====== TASK MATERIAL ======

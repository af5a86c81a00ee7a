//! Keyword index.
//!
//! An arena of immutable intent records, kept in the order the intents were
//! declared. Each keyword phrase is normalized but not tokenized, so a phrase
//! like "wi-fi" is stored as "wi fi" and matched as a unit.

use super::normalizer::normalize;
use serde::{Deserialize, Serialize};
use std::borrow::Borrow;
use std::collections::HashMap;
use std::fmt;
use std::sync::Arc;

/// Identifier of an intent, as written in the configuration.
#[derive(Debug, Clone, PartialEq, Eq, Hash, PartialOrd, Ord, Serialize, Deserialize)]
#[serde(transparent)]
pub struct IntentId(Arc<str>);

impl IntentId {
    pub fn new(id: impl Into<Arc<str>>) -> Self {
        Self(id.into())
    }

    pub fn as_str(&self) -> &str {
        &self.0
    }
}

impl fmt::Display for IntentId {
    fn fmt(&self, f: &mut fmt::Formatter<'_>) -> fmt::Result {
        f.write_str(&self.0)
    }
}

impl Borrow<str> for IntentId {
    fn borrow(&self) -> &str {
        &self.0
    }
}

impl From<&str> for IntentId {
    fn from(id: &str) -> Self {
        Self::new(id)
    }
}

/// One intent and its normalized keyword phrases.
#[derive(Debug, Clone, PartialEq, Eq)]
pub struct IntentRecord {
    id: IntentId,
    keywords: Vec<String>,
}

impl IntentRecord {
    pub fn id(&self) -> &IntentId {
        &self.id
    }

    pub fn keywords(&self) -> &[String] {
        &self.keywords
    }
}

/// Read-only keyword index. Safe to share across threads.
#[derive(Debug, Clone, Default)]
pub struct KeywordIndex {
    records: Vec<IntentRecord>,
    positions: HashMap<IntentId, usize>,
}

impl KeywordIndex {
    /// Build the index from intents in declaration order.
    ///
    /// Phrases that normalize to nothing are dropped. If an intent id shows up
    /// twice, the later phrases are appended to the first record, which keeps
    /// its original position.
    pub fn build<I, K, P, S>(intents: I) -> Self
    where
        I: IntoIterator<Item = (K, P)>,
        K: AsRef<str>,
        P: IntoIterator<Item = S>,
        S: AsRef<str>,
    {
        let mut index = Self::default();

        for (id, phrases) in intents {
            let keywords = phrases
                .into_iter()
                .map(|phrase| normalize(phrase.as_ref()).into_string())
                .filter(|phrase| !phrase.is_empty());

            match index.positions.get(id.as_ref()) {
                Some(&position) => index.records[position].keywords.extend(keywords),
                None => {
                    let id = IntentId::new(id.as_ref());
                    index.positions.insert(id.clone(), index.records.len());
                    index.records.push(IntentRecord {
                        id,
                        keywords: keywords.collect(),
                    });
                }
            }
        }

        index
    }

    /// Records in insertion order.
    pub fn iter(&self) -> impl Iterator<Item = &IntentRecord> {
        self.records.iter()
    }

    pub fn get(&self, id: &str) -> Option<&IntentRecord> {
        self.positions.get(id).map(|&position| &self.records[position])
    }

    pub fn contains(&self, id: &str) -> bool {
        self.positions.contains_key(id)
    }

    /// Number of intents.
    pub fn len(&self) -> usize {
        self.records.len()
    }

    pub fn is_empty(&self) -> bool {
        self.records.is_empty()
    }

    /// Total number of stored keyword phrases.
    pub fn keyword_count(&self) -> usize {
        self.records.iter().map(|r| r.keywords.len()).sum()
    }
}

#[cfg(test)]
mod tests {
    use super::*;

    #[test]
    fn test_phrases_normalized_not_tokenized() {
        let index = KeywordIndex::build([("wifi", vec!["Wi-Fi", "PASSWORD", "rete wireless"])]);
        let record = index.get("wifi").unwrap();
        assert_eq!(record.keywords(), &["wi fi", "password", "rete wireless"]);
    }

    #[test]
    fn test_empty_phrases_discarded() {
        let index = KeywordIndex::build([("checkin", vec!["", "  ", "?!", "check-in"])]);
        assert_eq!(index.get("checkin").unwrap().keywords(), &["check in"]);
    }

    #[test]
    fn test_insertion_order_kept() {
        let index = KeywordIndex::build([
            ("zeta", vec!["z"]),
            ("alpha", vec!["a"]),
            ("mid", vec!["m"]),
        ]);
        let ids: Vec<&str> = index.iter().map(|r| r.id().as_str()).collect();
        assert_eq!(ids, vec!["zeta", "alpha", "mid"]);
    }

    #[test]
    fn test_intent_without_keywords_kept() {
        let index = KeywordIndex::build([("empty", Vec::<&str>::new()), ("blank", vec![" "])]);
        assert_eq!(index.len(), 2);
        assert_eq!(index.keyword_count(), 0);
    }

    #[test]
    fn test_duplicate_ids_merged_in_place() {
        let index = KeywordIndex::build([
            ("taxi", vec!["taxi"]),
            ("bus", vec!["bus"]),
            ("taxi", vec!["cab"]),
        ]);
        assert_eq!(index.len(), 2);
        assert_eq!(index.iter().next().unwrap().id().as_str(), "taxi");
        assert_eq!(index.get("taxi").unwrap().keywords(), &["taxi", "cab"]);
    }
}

======

Tell how many lines in the data hold the string "KeywordIndex". Only the number is wanted.

(TASK RESULT): 7